Given records:
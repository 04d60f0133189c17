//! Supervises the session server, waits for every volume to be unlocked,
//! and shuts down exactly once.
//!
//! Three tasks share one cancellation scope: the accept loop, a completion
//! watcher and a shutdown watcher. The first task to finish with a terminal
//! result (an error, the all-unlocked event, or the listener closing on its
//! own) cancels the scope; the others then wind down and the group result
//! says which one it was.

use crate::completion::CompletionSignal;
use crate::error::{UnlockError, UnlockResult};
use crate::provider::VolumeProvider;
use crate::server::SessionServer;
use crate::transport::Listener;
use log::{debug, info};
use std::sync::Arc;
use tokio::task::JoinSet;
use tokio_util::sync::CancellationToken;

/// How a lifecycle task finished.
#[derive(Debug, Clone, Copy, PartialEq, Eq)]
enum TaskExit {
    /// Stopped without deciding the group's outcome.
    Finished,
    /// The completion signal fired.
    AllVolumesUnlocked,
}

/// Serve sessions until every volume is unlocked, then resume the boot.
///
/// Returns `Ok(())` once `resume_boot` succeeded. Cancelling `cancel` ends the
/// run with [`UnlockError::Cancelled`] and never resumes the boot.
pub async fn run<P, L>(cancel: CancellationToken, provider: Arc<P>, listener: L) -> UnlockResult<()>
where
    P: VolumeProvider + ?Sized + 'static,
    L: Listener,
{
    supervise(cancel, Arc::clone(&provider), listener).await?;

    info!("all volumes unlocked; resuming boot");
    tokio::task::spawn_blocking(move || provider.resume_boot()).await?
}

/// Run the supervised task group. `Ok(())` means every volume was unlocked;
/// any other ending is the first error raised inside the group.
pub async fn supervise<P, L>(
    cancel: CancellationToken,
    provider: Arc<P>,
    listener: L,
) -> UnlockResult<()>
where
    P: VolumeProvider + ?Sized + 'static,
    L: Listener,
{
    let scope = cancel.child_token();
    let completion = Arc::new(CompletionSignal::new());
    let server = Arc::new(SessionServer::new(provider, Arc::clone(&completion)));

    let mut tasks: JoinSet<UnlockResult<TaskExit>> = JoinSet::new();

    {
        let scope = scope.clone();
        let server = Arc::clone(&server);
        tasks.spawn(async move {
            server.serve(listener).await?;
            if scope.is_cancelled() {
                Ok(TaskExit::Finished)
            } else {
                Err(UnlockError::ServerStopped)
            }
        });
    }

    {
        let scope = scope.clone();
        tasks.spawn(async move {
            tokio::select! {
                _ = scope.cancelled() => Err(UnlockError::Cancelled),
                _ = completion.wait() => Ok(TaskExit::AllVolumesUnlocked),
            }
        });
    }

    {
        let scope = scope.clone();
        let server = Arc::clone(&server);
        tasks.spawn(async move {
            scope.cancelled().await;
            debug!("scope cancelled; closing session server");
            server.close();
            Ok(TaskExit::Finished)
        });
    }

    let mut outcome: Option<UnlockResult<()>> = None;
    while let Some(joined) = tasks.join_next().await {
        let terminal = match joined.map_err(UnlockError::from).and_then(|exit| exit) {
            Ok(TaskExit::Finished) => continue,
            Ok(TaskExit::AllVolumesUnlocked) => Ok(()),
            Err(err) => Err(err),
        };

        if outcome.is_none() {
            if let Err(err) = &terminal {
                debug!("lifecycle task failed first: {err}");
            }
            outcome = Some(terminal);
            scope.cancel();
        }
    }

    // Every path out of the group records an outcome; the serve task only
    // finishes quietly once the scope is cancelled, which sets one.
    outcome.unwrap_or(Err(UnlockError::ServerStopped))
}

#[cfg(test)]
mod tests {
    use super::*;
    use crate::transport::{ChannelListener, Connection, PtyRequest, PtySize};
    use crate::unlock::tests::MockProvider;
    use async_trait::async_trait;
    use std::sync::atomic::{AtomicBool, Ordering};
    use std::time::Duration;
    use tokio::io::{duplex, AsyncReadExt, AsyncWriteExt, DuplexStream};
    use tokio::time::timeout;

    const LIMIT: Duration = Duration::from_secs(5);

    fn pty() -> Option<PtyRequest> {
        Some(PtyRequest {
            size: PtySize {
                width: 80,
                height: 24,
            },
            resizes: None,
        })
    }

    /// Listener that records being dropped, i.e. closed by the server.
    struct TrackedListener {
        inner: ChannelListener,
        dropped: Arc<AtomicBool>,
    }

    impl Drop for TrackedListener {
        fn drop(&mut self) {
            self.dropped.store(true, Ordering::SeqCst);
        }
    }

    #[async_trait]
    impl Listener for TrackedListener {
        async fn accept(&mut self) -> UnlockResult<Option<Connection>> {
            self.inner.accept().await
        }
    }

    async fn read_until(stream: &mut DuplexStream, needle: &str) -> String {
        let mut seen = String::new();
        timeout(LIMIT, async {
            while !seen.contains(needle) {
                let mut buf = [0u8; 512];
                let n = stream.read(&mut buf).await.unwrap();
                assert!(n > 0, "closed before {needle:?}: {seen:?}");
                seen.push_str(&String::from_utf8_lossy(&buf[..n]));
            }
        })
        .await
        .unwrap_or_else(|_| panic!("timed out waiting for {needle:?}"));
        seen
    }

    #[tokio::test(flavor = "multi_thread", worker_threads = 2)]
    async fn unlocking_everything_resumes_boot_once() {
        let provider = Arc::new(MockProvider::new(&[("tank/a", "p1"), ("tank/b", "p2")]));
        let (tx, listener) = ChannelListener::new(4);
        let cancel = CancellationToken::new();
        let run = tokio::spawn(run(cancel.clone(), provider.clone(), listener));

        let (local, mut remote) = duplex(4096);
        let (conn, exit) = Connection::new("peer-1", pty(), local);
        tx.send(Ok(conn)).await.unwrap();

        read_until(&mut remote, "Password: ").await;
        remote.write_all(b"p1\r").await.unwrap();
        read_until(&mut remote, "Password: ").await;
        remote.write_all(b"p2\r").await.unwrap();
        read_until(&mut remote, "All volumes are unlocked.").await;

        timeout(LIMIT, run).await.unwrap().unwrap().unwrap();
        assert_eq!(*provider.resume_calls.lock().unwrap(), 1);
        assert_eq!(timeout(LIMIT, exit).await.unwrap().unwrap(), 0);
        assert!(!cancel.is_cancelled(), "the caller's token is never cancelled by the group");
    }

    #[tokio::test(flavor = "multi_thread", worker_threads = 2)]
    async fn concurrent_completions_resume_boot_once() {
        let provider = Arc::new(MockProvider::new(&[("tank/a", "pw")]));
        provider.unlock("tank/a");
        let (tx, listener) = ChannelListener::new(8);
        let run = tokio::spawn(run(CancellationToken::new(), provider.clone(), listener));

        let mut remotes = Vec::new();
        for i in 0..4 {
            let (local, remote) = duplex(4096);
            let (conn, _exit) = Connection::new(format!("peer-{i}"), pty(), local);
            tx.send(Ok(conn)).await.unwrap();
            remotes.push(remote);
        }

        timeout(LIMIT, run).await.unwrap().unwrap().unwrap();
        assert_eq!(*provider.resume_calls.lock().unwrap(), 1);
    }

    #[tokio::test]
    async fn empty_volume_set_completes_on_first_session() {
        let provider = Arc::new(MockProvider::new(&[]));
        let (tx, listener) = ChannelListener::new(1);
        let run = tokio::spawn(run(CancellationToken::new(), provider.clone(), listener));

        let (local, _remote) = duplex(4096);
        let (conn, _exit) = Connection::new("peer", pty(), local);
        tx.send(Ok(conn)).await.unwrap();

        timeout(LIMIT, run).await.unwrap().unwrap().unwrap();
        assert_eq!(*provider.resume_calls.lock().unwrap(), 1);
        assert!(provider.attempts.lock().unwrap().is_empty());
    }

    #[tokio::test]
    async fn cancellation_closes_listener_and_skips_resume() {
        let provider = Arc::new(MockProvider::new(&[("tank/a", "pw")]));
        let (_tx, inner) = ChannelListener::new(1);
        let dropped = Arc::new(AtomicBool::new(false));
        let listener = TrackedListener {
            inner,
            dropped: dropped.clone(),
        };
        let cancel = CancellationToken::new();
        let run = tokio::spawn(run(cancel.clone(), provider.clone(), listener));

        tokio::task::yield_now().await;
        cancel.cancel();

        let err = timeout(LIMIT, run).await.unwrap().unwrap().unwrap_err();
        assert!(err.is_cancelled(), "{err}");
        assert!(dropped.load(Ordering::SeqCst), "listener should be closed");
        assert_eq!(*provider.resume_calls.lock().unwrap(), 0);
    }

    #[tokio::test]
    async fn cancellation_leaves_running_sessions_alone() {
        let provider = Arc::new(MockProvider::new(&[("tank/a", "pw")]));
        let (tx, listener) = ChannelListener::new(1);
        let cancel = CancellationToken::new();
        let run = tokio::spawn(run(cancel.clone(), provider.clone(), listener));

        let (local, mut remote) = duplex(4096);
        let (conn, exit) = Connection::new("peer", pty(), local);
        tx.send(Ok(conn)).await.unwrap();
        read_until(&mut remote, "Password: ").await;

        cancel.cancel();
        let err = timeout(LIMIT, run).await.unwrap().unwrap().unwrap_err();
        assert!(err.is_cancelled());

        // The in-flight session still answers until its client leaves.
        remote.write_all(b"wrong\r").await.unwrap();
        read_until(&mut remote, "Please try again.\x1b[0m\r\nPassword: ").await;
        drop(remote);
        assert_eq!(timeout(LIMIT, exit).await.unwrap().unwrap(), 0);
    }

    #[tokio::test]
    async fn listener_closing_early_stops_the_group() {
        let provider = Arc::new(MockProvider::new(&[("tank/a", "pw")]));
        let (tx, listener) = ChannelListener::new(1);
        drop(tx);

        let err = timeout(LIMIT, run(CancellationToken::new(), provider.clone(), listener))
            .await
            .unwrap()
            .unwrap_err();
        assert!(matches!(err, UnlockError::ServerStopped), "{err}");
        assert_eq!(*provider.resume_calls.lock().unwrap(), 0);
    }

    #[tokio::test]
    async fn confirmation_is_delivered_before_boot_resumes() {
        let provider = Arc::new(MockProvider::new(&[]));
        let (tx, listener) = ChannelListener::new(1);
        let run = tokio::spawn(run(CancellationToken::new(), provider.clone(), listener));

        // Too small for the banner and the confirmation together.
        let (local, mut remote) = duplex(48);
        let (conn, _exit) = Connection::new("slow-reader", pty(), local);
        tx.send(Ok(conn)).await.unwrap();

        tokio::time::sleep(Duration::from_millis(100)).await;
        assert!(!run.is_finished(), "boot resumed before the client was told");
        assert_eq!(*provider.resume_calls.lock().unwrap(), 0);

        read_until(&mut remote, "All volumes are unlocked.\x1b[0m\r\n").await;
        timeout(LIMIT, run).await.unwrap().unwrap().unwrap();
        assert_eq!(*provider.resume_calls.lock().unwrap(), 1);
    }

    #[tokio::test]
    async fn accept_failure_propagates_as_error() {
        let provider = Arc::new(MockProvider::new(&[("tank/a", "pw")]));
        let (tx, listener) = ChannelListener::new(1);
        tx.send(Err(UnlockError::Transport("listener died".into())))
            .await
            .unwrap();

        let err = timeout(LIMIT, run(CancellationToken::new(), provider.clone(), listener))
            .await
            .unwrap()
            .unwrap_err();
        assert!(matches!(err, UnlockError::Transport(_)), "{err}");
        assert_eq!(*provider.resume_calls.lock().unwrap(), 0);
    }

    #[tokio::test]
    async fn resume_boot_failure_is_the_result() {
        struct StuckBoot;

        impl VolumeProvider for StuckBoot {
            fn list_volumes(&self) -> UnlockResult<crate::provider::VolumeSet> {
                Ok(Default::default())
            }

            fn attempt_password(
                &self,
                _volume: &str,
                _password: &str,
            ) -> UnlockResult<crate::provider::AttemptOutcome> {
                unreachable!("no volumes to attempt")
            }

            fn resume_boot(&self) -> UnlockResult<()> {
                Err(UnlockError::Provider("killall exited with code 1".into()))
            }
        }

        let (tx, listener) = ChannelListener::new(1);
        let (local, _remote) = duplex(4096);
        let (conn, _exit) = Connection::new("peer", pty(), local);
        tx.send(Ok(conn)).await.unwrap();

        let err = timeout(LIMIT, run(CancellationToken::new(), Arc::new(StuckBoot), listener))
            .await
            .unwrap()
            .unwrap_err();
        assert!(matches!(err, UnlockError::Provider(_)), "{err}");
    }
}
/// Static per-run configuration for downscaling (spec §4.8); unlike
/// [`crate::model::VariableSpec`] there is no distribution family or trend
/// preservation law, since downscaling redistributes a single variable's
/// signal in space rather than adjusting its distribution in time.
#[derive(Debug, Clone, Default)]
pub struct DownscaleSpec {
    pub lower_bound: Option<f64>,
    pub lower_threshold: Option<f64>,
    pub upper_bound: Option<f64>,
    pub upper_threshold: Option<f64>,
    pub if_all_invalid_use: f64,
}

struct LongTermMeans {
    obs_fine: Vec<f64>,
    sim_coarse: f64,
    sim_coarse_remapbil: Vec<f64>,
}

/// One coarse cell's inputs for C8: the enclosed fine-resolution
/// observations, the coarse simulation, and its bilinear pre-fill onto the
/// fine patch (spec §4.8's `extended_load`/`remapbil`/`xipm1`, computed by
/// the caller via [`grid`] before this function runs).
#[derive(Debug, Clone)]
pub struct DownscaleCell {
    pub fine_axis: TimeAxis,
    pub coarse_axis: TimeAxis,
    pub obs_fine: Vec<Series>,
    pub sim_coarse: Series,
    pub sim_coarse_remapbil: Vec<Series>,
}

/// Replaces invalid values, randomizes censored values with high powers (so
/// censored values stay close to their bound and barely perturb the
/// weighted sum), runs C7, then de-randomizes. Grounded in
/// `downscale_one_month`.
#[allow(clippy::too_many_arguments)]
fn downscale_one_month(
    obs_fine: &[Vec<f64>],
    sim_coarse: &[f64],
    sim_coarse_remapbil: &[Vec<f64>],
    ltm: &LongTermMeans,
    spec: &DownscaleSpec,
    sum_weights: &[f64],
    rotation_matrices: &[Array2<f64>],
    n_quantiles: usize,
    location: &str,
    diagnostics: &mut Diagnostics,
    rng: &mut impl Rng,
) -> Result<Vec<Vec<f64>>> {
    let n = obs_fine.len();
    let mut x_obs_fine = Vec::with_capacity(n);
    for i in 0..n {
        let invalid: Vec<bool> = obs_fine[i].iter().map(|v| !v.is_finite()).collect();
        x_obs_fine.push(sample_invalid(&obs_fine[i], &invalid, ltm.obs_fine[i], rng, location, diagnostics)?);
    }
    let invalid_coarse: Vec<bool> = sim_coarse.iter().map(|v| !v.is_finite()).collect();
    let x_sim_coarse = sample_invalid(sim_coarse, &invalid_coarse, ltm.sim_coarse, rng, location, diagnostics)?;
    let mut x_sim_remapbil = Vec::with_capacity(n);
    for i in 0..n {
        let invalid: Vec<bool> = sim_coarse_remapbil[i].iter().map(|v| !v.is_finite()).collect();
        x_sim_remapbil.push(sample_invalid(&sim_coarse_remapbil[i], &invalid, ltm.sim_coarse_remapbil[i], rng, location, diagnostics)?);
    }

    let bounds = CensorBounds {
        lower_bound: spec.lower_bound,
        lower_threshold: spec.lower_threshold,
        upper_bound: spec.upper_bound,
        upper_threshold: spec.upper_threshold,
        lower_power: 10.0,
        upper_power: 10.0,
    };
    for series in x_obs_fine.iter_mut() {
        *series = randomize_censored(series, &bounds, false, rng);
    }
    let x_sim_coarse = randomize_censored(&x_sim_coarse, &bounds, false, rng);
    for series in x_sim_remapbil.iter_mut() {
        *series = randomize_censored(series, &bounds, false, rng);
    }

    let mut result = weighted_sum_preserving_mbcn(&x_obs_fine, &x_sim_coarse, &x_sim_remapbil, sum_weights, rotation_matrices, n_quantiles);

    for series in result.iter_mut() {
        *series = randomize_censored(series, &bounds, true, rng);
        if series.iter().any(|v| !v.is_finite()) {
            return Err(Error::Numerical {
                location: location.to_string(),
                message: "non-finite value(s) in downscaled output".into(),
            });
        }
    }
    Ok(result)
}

Brief: Find the line with "the group result" in the entries above. Retype it and each line after it, exactly, through the line with "let completion = Arc::new(CompletionSignal::new());", and stop there.

Task result:
//! own) cancels the scope; the others then wind down and the group result
//! says which one it was.

use crate::completion::CompletionSignal;
use crate::error::{UnlockError, UnlockResult};
use crate::provider::VolumeProvider;
use crate::server::SessionServer;
use crate::transport::Listener;
use log::{debug, info};
use std::sync::Arc;
use tokio::task::JoinSet;
use tokio_util::sync::CancellationToken;

/// How a lifecycle task finished.
#[derive(Debug, Clone, Copy, PartialEq, Eq)]
enum TaskExit {
    /// Stopped without deciding the group's outcome.
    Finished,
    /// The completion signal fired.
    AllVolumesUnlocked,
}

/// Serve sessions until every volume is unlocked, then resume the boot.
///
/// Returns `Ok(())` once `resume_boot` succeeded. Cancelling `cancel` ends the
/// run with [`UnlockError::Cancelled`] and never resumes the boot.
pub async fn run<P, L>(cancel: CancellationToken, provider: Arc<P>, listener: L) -> UnlockResult<()>
where
    P: VolumeProvider + ?Sized + 'static,
    L: Listener,
{
    supervise(cancel, Arc::clone(&provider), listener).await?;

    info!("all volumes unlocked; resuming boot");
    tokio::task::spawn_blocking(move || provider.resume_boot()).await?
}

/// Run the supervised task group. `Ok(())` means every volume was unlocked;
/// any other ending is the first error raised inside the group.
pub async fn supervise<P, L>(
    cancel: CancellationToken,
    provider: Arc<P>,
    listener: L,
) -> UnlockResult<()>
where
    P: VolumeProvider + ?Sized + 'static,
    L: Listener,
{
    let scope = cancel.child_token();
    let completion = Arc::new(CompletionSignal::new());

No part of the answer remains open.